The input Start Marker

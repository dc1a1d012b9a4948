use std::sync::Arc;

use kite_service::{BalanceService, ProfileService, RouteService};
use kite_types::VaultProbe;

/// Application state shared across handlers
#[derive(Clone)]
pub struct AppState {
	pub route_service: Arc<RouteService>,
	pub balance_service: Arc<BalanceService>,
	pub profile_service: Arc<ProfileService>,
	pub vault_probe: Option<Arc<dyn VaultProbe>>,
	/// Destination chain for recipients without a preferred chain
	pub default_chain_id: u64,
}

The input End Marker

▶ **Required action**: When transcribing the data, keep every line exactly as it is.

▶ **Problem solution**:
repository dc1a1d012b9a4948
use std::sync::Arc;

use kite_service::{BalanceService, ProfileService, RouteService};
use kite_types::VaultProbe;

/// Application state shared across handlers
#[derive(Clone)]
pub struct AppState {
	pub route_service: Arc<RouteService>,
	pub balance_service: Arc<BalanceService>,
	pub profile_service: Arc<ProfileService>,
	pub vault_probe: Option<Arc<dyn VaultProbe>>,
	/// Destination chain for recipients without a preferred chain
	pub default_chain_id: u64,
}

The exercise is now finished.